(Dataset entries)
=== Section Start ===

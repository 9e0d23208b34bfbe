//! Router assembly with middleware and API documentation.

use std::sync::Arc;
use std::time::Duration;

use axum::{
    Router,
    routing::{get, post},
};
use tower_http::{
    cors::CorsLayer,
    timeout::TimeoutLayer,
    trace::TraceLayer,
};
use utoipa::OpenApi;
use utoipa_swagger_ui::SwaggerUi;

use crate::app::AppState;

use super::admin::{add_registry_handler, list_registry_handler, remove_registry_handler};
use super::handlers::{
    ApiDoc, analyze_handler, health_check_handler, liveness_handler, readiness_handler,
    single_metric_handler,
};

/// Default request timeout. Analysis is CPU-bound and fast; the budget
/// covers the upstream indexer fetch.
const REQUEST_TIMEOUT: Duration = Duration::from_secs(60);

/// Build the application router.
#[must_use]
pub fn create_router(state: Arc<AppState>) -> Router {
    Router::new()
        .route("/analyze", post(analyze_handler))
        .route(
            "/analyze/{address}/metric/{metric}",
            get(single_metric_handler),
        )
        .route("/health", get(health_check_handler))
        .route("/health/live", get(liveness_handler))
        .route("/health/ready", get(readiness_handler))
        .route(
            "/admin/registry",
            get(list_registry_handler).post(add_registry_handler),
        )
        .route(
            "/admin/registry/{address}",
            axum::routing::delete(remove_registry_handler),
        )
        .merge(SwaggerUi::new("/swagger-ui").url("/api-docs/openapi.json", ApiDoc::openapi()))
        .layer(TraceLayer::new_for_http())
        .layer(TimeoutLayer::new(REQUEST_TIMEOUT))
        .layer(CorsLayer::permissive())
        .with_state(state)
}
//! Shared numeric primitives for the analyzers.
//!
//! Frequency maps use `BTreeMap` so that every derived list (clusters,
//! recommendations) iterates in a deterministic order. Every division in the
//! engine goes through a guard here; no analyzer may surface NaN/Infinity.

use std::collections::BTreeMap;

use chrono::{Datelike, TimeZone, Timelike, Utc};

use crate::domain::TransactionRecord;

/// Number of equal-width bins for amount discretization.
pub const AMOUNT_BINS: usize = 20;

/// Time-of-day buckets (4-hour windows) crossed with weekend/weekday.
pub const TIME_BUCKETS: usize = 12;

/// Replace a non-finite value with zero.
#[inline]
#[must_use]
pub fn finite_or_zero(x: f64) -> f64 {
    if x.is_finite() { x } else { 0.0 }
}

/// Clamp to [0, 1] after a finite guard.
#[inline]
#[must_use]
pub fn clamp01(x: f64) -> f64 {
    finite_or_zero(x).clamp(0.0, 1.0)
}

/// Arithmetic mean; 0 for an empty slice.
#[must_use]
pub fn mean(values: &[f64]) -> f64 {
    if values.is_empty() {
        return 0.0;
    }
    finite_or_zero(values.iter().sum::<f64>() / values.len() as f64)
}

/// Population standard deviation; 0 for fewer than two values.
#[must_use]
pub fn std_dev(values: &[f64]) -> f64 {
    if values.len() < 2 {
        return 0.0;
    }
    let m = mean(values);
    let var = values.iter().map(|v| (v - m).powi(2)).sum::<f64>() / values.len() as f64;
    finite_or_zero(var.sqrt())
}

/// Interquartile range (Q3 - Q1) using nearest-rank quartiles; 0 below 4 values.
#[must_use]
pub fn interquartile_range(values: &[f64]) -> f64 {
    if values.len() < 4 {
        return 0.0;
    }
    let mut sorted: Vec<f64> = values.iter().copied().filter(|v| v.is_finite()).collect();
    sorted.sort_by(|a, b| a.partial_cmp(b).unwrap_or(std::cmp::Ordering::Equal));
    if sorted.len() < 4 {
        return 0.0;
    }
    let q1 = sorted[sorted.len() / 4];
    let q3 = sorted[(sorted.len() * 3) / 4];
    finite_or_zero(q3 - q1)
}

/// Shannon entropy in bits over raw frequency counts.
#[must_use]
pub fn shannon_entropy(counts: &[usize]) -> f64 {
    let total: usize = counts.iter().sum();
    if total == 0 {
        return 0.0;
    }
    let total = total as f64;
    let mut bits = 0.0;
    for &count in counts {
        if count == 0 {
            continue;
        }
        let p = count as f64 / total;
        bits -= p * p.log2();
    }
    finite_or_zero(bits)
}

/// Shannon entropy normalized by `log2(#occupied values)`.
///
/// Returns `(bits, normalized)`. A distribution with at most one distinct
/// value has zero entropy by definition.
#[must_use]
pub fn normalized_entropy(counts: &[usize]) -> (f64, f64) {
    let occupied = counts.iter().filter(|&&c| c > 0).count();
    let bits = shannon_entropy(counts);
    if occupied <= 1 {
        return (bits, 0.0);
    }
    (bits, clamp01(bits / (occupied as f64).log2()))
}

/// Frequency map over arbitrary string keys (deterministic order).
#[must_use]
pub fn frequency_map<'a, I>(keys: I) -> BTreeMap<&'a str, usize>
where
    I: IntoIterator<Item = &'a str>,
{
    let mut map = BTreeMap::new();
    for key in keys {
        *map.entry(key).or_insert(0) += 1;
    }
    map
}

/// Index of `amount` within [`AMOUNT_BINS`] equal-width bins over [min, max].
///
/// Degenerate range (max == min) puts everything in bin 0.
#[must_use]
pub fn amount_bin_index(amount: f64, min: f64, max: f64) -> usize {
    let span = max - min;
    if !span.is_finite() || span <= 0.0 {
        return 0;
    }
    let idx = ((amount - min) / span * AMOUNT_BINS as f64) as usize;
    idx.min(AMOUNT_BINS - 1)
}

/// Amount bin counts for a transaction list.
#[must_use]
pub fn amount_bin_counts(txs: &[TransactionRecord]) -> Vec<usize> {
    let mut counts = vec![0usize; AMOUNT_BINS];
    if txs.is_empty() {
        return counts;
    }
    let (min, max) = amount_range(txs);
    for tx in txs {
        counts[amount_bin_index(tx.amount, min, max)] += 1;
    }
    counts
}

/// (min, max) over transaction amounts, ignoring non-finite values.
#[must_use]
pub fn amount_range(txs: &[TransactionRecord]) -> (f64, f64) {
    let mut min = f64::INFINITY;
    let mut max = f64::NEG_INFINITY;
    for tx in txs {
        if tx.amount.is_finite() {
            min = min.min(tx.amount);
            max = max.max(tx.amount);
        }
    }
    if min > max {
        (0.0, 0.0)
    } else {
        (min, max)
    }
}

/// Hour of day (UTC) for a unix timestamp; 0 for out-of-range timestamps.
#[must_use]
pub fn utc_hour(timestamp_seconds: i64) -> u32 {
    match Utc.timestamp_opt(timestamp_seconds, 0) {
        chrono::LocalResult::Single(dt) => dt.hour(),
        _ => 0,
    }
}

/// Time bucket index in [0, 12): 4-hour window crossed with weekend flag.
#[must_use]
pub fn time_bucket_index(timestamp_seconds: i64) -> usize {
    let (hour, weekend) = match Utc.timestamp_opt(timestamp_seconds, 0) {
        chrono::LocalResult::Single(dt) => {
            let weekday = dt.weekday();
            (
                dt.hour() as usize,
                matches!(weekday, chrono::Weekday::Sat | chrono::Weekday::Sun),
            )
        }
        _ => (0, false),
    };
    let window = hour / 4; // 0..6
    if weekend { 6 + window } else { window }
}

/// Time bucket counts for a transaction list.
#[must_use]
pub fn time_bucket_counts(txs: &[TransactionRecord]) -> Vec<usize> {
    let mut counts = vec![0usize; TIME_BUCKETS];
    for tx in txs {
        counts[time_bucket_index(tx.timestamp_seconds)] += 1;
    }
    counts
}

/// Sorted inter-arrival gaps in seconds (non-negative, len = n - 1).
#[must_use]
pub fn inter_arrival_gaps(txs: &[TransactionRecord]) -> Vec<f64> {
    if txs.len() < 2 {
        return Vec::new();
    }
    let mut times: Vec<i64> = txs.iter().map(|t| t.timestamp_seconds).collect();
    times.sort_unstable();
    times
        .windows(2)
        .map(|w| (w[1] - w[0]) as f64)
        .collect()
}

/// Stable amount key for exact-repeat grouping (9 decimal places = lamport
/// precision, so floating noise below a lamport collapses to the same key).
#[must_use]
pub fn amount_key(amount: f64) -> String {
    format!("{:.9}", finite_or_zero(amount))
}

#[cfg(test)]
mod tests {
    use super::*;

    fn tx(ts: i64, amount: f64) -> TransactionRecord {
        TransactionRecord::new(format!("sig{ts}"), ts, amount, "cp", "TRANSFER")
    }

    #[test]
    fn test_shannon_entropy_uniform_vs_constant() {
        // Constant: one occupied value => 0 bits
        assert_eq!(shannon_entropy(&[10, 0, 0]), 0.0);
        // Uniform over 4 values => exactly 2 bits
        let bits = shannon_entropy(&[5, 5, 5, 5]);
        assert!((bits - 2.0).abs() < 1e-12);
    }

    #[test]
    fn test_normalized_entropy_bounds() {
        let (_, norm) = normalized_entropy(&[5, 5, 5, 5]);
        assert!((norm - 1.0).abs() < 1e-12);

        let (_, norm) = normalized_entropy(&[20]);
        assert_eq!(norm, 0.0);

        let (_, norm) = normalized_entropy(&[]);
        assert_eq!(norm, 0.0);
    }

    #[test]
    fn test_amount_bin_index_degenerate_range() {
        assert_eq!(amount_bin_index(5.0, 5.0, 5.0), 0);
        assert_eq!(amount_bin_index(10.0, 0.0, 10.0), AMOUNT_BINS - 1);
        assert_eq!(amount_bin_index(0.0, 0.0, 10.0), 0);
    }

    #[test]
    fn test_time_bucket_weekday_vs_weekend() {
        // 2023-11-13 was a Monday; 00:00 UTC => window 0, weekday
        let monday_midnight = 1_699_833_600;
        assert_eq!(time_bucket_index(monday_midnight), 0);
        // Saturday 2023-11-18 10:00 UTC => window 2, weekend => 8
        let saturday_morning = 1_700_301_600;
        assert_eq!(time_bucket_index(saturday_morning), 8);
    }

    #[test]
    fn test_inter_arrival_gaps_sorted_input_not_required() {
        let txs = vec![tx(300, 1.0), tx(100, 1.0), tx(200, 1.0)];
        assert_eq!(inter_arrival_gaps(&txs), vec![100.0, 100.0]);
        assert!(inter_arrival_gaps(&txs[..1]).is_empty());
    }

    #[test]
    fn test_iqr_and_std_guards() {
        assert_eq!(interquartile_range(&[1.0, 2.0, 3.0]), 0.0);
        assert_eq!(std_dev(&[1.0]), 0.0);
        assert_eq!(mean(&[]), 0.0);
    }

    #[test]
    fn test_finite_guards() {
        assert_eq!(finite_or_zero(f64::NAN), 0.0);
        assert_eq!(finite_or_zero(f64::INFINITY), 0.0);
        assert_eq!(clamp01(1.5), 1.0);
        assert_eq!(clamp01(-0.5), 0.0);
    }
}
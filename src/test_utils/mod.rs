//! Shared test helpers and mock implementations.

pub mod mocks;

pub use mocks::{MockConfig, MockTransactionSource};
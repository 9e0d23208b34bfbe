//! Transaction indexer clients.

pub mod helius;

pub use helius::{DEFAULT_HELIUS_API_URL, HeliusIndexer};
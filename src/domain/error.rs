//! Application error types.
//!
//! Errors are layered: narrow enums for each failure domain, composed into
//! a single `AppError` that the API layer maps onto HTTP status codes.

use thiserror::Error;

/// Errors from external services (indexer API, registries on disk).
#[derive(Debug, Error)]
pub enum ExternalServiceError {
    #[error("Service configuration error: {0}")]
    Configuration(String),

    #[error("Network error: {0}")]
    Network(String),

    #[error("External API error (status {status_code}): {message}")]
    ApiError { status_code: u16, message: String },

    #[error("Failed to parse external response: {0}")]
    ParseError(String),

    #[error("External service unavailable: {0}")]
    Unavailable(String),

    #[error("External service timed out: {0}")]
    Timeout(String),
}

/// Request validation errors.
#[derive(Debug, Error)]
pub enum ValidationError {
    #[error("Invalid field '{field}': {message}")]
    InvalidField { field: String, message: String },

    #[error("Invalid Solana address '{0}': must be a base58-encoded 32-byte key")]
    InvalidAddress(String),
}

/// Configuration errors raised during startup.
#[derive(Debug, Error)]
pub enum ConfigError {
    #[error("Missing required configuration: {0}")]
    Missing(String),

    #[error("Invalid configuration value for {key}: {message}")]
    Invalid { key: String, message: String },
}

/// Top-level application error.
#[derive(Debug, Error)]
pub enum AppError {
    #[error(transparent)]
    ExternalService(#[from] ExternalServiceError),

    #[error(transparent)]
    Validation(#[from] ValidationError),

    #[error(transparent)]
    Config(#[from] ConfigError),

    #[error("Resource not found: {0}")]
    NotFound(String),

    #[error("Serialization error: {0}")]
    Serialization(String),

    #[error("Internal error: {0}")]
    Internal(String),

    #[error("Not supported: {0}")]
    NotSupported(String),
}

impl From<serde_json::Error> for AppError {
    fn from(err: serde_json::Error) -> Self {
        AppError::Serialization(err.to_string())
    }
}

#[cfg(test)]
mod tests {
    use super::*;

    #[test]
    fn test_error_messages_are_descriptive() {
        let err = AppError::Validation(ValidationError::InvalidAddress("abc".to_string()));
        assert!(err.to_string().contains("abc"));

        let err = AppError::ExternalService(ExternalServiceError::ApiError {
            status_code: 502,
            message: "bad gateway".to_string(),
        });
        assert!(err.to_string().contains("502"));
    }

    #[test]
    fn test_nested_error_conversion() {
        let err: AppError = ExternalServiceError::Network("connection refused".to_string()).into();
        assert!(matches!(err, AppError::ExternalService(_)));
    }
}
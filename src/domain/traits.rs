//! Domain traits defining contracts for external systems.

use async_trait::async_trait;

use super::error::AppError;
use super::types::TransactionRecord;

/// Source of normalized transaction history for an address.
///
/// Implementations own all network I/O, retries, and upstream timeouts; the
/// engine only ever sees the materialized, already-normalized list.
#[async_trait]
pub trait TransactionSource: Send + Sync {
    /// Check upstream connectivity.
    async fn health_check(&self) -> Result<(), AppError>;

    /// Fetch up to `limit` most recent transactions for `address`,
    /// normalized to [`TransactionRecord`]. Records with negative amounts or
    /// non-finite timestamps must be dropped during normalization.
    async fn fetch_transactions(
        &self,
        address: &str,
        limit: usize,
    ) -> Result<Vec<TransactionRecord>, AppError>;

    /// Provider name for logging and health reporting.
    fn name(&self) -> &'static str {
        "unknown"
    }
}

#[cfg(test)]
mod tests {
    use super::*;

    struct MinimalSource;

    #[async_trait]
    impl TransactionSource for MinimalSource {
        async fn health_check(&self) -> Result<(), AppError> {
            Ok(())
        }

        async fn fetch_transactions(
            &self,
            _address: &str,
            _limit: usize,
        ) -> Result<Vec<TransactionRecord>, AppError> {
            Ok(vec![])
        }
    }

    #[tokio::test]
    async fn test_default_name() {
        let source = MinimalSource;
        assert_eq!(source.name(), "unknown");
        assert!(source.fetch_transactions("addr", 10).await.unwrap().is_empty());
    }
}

=== Section End ===

## AIM OF THE TASK
Each line of the data in which the string "crate" appears needs to be copied.

## EXPECTED ANSWER
use crate::app::AppState;
use crate::domain::TransactionRecord;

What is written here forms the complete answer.